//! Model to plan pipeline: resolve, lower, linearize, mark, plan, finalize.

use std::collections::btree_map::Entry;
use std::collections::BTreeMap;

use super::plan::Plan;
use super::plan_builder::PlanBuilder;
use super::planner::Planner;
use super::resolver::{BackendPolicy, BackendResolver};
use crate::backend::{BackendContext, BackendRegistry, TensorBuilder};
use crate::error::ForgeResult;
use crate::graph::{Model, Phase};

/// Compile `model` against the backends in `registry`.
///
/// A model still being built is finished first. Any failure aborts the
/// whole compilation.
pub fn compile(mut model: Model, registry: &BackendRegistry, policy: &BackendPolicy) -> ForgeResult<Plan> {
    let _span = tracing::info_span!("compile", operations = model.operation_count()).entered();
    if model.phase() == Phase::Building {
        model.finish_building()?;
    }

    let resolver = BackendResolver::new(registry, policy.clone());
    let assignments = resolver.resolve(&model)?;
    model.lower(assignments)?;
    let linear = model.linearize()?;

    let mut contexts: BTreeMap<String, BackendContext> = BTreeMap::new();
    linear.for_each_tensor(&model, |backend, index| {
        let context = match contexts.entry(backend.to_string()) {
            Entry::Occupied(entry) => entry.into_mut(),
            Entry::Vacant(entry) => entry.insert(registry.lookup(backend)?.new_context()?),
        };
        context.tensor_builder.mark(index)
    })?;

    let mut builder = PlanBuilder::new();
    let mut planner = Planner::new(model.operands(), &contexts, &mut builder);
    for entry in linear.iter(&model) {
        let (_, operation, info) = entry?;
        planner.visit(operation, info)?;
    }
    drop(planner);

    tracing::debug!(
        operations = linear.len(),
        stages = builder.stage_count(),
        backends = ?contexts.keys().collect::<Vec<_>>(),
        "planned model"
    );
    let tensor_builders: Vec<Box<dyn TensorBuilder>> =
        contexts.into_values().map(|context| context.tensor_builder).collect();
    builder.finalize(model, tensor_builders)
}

━━━━━━

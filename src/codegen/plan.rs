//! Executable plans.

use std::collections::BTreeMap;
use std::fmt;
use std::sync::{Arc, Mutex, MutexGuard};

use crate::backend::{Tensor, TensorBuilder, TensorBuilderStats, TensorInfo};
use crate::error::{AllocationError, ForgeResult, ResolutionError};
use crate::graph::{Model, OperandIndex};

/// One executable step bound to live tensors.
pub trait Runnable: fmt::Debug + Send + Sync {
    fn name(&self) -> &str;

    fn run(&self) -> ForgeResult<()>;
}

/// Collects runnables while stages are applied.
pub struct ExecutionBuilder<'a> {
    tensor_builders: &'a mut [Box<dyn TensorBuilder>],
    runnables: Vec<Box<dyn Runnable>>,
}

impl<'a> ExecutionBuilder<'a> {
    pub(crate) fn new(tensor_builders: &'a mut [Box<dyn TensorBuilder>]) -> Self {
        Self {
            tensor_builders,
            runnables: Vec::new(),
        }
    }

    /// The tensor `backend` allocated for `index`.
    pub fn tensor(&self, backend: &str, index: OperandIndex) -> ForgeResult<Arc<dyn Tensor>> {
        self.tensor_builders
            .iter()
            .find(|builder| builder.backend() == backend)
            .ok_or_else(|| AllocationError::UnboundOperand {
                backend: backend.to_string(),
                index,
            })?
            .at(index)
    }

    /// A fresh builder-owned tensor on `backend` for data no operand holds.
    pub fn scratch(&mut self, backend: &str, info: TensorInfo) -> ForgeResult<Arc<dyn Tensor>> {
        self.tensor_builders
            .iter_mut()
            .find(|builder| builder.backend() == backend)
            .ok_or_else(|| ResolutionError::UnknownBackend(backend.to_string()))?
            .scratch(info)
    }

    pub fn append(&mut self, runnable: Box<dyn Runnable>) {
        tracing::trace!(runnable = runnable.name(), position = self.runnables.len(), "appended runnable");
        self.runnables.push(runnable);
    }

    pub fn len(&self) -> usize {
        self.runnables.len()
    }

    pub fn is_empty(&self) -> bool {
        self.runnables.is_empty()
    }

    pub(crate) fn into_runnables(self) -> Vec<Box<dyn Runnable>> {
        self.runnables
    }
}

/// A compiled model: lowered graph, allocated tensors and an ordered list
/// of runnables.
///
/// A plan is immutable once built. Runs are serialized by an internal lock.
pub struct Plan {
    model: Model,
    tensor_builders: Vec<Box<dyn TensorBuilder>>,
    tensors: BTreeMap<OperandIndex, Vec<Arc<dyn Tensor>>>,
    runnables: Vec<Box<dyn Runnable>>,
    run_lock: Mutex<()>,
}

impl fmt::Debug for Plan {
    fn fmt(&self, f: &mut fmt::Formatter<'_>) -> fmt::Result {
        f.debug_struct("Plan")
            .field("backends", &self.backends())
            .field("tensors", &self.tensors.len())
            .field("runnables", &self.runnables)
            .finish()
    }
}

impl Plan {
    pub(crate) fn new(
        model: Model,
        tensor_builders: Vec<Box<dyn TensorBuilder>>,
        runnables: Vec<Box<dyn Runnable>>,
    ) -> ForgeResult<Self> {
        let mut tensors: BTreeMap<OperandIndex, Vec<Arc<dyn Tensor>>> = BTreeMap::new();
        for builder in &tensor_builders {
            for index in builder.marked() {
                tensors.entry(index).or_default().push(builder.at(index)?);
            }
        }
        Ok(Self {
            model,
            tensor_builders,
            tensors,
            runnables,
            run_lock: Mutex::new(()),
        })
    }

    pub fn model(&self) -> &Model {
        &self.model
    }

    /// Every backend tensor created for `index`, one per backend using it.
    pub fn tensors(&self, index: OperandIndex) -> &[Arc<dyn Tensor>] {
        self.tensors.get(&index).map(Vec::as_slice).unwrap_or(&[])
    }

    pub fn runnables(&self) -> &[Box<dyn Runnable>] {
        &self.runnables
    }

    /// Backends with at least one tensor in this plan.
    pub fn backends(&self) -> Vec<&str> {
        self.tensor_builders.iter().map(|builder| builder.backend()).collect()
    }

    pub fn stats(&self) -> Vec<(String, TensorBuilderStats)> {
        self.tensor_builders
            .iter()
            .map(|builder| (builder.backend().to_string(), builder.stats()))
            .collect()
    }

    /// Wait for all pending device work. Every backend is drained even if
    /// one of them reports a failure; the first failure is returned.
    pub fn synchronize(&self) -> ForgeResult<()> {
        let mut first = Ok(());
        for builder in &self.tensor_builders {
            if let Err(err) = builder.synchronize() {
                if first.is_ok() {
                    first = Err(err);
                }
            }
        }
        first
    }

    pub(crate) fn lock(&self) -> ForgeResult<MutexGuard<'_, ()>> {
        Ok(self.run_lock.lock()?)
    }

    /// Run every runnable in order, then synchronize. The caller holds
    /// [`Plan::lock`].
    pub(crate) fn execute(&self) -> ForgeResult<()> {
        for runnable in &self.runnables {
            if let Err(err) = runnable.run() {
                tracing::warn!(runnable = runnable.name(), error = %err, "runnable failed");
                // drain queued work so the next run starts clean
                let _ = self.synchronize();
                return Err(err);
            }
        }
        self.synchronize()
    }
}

━━━━━━

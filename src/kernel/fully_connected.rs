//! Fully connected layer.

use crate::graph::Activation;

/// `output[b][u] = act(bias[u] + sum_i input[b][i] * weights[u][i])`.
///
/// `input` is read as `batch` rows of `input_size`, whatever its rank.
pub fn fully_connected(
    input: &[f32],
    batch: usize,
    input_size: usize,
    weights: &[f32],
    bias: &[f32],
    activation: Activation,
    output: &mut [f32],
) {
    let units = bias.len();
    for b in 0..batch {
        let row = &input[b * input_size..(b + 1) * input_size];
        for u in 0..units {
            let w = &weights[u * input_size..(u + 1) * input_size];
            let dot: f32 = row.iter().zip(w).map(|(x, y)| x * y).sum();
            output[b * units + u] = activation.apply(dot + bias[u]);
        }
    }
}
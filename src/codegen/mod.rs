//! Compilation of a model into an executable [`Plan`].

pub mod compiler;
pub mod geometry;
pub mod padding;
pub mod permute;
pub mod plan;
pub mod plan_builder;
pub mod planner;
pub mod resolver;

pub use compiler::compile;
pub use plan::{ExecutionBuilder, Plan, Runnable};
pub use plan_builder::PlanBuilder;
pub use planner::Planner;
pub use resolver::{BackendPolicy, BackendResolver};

━━━━━━

- WORK TASK -
Transcribe the records above exactly, beginning at the line that contains "mark, plan, finalize." and ending with the line that contains "pub fn compile(mut", both included, and nothing else.

- REPLY -
//! Model to plan pipeline: resolve, lower, linearize, mark, plan, finalize.

use std::collections::btree_map::Entry;
use std::collections::BTreeMap;

use super::plan::Plan;
use super::plan_builder::PlanBuilder;
use super::planner::Planner;
use super::resolver::{BackendPolicy, BackendResolver};
use crate::backend::{BackendContext, BackendRegistry, TensorBuilder};
use crate::error::ForgeResult;
use crate::graph::{Model, Phase};

/// Compile `model` against the backends in `registry`.
///
/// A model still being built is finished first. Any failure aborts the
/// whole compilation.
pub fn compile(mut model: Model, registry: &BackendRegistry, policy: &BackendPolicy) -> ForgeResult<Plan> {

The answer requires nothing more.